[[ Provided records, beginning ]]

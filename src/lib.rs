//! tutorpath: adaptive tutoring decisions over a skill prerequisite graph.
//!
//! Given a learner's session, tutorpath picks exactly one next pedagogical action:
//! offer a diagnostic, ask a question, review a prerequisite, advance, or answer a
//! content request. Each choice carries the evidence behind it and a coarse
//! confidence tier, so the rendered rationale is explainable.
//!
//! # Architecture
//!
//! - The skill graph and question bank are loaded once, validated, and shared
//!   read-only.
//! - Learner state lives behind a `StateStore` (in-memory or SQLite), chosen by
//!   configuration. SQLite access goes through `DbBroker`, which serializes access and
//!   appends to `broker.events.jsonl`.
//! - Every session operation runs under a per-session lock.
//!
//! # Examples
//!
//! ```bash
//! tutorpath init --backend sqlite
//! tutorpath ingest --session s1 --action start
//! tutorpath ingest --session s1 --action diagnostic_yes
//! tutorpath ingest --session s1 --action answer --question-id math.1 --answer 32
//! tutorpath graph path --id core.search.binary
//! ```
//!
//! # Crate Structure
//!
//! - [`core`]: configuration, errors, storage plumbing, audit log, locking
//! - [`plugins`]: skill graph, question bank, scoring, policy, state, orchestration

pub mod cli;
pub mod core;
pub mod plugins;

use crate::core::{
    assets,
    config::{CONFIG_FILE_NAME, TutorConfig},
    error::TutorError,
    rpc::{self, RpcRequest},
    store::StoreKind,
    time,
};
use crate::plugins::{
    graph::{self, SkillGraph},
    orchestrator::{self, IngestEvent, IngestResponse, Tutor},
    state,
};

use crate::cli::{Cli, Command, IngestCli, InitCli};
use colored::Colorize;
use std::fs;
use std::io;
use std::path::{Path, PathBuf};

pub const PROJECT_DIR_NAME: &str = ".tutorpath";
pub const DATA_DIR_NAME: &str = "data";

/// Walk up from `start_dir` to the first directory holding `.tutorpath/`.
pub fn find_tutorpath_root(start_dir: &Path) -> Result<PathBuf, TutorError> {
    let mut current_dir = PathBuf::from(start_dir);
    loop {
        if current_dir.join(PROJECT_DIR_NAME).exists() {
            return Ok(current_dir);
        }
        if !current_dir.pop() {
            return Err(TutorError::NotFound(
                "'.tutorpath' directory not found in current or parent directories. Run `tutorpath init` first.".to_string(),
            ));
        }
    }
}

/// Create `.tutorpath/` under `dir`. Returns the store root.
pub fn init_project(dir: &Path, backend: StoreKind, force: bool) -> Result<PathBuf, TutorError> {
    let store_root = dir.join(PROJECT_DIR_NAME);
    let data_dir = store_root.join(DATA_DIR_NAME);
    fs::create_dir_all(&data_dir)?;

    let config_path = store_root.join(CONFIG_FILE_NAME);
    if !config_path.exists() || force {
        let mut config = TutorConfig::default();
        config.store.backend = backend;
        config.data.dir = Some(PathBuf::from(DATA_DIR_NAME));
        fs::write(&config_path, config.to_toml()?)?;
    }

    for name in assets::list_embedded() {
        let target = data_dir.join(name);
        if target.exists() && !force {
            continue;
        }
        if let Some(content) = assets::get_embedded(name) {
            fs::write(&target, content)?;
        }
    }

    tracing::info!(root = %store_root.display(), backend = backend.as_str(), "project initialized");
    Ok(store_root)
}

fn store_root(cli_root: Option<&Path>) -> Result<PathBuf, TutorError> {
    let project = match cli_root {
        Some(dir) => dir.to_path_buf(),
        None => find_tutorpath_root(&std::env::current_dir()?)?,
    };
    Ok(project.join(PROJECT_DIR_NAME))
}

fn open_tutor(store_root: &Path) -> Result<Tutor, TutorError> {
    let config = TutorConfig::load_with_env(store_root)?;
    Tutor::from_config(store_root, &config)
}

pub fn schema() -> serde_json::Value {
    serde_json::json!({
        "service": "tutorpath",
        "version": env!("CARGO_PKG_VERSION"),
        "subsystems": [
            orchestrator::schema(),
            graph::schema(),
            state::schema(),
        ]
    })
}

pub fn health() -> serde_json::Value {
    serde_json::json!({ "status": "ok", "service": "tutorpath" })
}

/// Dispatch one RPC request against a live tutor.
pub fn handle_rpc(tutor: &Tutor, req: &RpcRequest) -> Result<serde_json::Value, TutorError> {
    let params = &req.params;
    match req.op.as_str() {
        "ingest" => {
            let event: IngestEvent = serde_json::from_value(params.clone())?;
            Ok(serde_json::to_value(tutor.ingest(&event)?)?)
        }
        "grade" => {
            let outcome = tutor.grade_answer(
                rpc::str_param(params, "session_id")?,
                rpc::str_param(params, "question_id")?,
                params.get("answer").and_then(|v| v.as_str()).unwrap_or_default(),
            )?;
            Ok(serde_json::to_value(outcome)?)
        }
        "reset" => {
            let existed = tutor.reset_session(rpc::str_param(params, "session_id")?)?;
            Ok(serde_json::json!({ "reset": existed }))
        }
        "session.show" => {
            let session_id = rpc::str_param(params, "session_id")?;
            let state = tutor
                .snapshot(session_id)?
                .ok_or_else(|| TutorError::NotFound(format!("session '{}'", session_id)))?;
            Ok(serde_json::to_value(state)?)
        }
        "session.list" => Ok(serde_json::json!({ "sessions": tutor.list_sessions()? })),
        "health" => Ok(health()),
        "schema" => Ok(schema()),
        other => Err(TutorError::ValidationError(format!("unknown op '{}'", other))),
    }
}

fn print_turn(resp: &IngestResponse) {
    if let Some(graded) = &resp.graded {
        match graded {
            orchestrator::GradeReport::Graded(g) if g.correct => {
                println!("{} {}", "✓".bright_green(), "correct".bright_green())
            }
            orchestrator::GradeReport::Graded(g) => println!(
                "{} expected {}",
                "✗".bright_red(),
                g.expected.bright_white()
            ),
            orchestrator::GradeReport::Failed { error } => {
                println!("{} {}", "!".bright_yellow(), error)
            }
        }
    }

    let turn = &resp.result.turn;
    let ui = &resp.result.ui;
    println!(
        "{} {} {}",
        turn.action.as_str().bright_cyan().bold(),
        turn.next_node.as_deref().unwrap_or("-").bright_white(),
        format!("({})", turn.confidence.as_str()).bright_black()
    );
    println!("{}", ui.rationale);
    if let Some(q) = &ui.question {
        println!();
        println!("  [{}] {}", q.id.bright_black(), q.prompt);
        for choice in &q.choices {
            println!("    - {}", choice);
        }
    }
    if let Some(content) = &ui.content {
        println!();
        println!("{}", content.content_markdown);
    }
    for option in &ui.options {
        println!("  > {}", option.bright_yellow());
    }
    if !turn.unlocked.is_empty() {
        println!("  unlocked: {}", turn.unlocked.join(", ").bright_green());
    }
}

fn run_ingest(tutor: &Tutor, args: IngestCli) -> Result<(), TutorError> {
    let event = IngestEvent {
        session_id: args.session,
        message: args.message,
        action: args.action,
        question_id: args.question_id,
        answer: args.answer,
    };
    let resp = tutor.ingest(&event)?;
    if args.format == "json" {
        println!("{}", serde_json::to_string_pretty(&resp)?);
    } else {
        print_turn(&resp);
    }
    Ok(())
}

fn run_init(args: InitCli) -> Result<(), TutorError> {
    let backend = StoreKind::parse(&args.backend).ok_or_else(|| {
        TutorError::ValidationError(format!("unknown backend '{}'", args.backend))
    })?;
    let dir = match args.dir {
        Some(d) => d,
        None => std::env::current_dir()?,
    };
    let store_root = init_project(&dir, backend, args.force)?;
    println!(
        "{} {} ({})",
        "initialized".bright_green(),
        store_root.display(),
        backend.as_str()
    );
    Ok(())
}

pub fn run(cli: Cli) -> Result<(), TutorError> {
    match cli.command {
        Command::Version => {
            println!("v{}", env!("CARGO_PKG_VERSION"));
            Ok(())
        }
        Command::Health => {
            println!("{}", serde_json::to_string(&health())?);
            Ok(())
        }
        Command::Schema => {
            println!("{}", serde_json::to_string_pretty(&schema())?);
            Ok(())
        }
        Command::Init(args) => run_init(args),
        Command::Graph(args) => {
            // Works outside a project: falls back to the embedded graph.
            let graph = match store_root(cli.root.as_deref()) {
                Ok(root) => {
                    let config = TutorConfig::load_with_env(&root)?;
                    SkillGraph::load(config.data_dir(&root).as_deref())?
                }
                Err(TutorError::NotFound(_)) => SkillGraph::builtin()?,
                Err(e) => return Err(e),
            };
            graph::run_graph_cli(&graph, args)
        }
        Command::Ingest(args) => {
            let tutor = open_tutor(&store_root(cli.root.as_deref())?)?;
            run_ingest(&tutor, args)
        }
        Command::Grade(args) => {
            let tutor = open_tutor(&store_root(cli.root.as_deref())?)?;
            let outcome = tutor.grade_answer(&args.session, &args.question, &args.answer)?;
            println!("{}", serde_json::to_string_pretty(&outcome)?);
            Ok(())
        }
        Command::Reset(args) => {
            let tutor = open_tutor(&store_root(cli.root.as_deref())?)?;
            let existed = tutor.reset_session(&args.session)?;
            println!(
                "{}",
                serde_json::to_string(&time::response_envelope(
                    "reset",
                    "ok",
                    serde_json::json!({ "session_id": args.session, "existed": existed }),
                ))?
            );
            Ok(())
        }
        Command::Session(args) => {
            let tutor = open_tutor(&store_root(cli.root.as_deref())?)?;
            state::run_session_cli(tutor.store(), args)
        }
        Command::Rpc => {
            let tutor = open_tutor(&store_root(cli.root.as_deref())?)?;
            let stdin = io::stdin();
            let handled = rpc::serve(stdin.lock(), io::stdout().lock(), |req| {
                handle_rpc(&tutor, req)
            })?;
            tracing::info!(handled, "rpc input closed");
            Ok(())
        }
    }
}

[[ Provided records, end ]]

__Task requirements__. Answer with a number only. How many lines in the records include the word "prerequisite"?

__Result of the task__. 2